Scan the records below. Copy every line in which the word "clone" appears.

Source material below:

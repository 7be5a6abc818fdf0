mod bot;
mod config;
mod data;
mod error;
mod model;
mod scheduler;
mod service;
mod startup;
mod state;
mod util;

use tracing_subscriber::EnvFilter;

use crate::{bot::start, config::Config, error::AppError, scheduler::expiry, state::AppState};

const DEFAULT_LOG_FILTER: &str = "info,rolekeeper=debug";

#[tokio::main]
async fn main() -> Result<(), AppError> {
    dotenvy::dotenv().ok();

    tracing_subscriber::fmt()
        .with_env_filter(
            EnvFilter::try_from_default_env().unwrap_or_else(|_| EnvFilter::new(DEFAULT_LOG_FILTER)),
        )
        .init();

    let config = Config::from_env()?;
    let db = startup::connect_to_database(&config).await?;
    let state = AppState::new(db, config);

    tracing::info!("Starting rolekeeper");

    // Initialize Discord bot and extract HTTP client
    let (bot_client, discord_http) = start::init_bot(state.clone()).await?;

    // Start expiry polling alongside the bot
    let scheduler_state = state.clone();
    let scheduler_http = discord_http.clone();
    tokio::spawn(async move {
        if let Err(e) = expiry::start_scheduler(scheduler_state, scheduler_http).await {
            tracing::error!("Expiry scheduler error: {}", e);
        }
    });

    // The gateway connection runs until the process is stopped
    start::start_bot(bot_client).await
}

End of Source material.

* _Response area_:
    let (bot_client, discord_http) = start::init_bot(state.clone()).await?;
    let scheduler_state = state.clone();
    let scheduler_http = discord_http.clone();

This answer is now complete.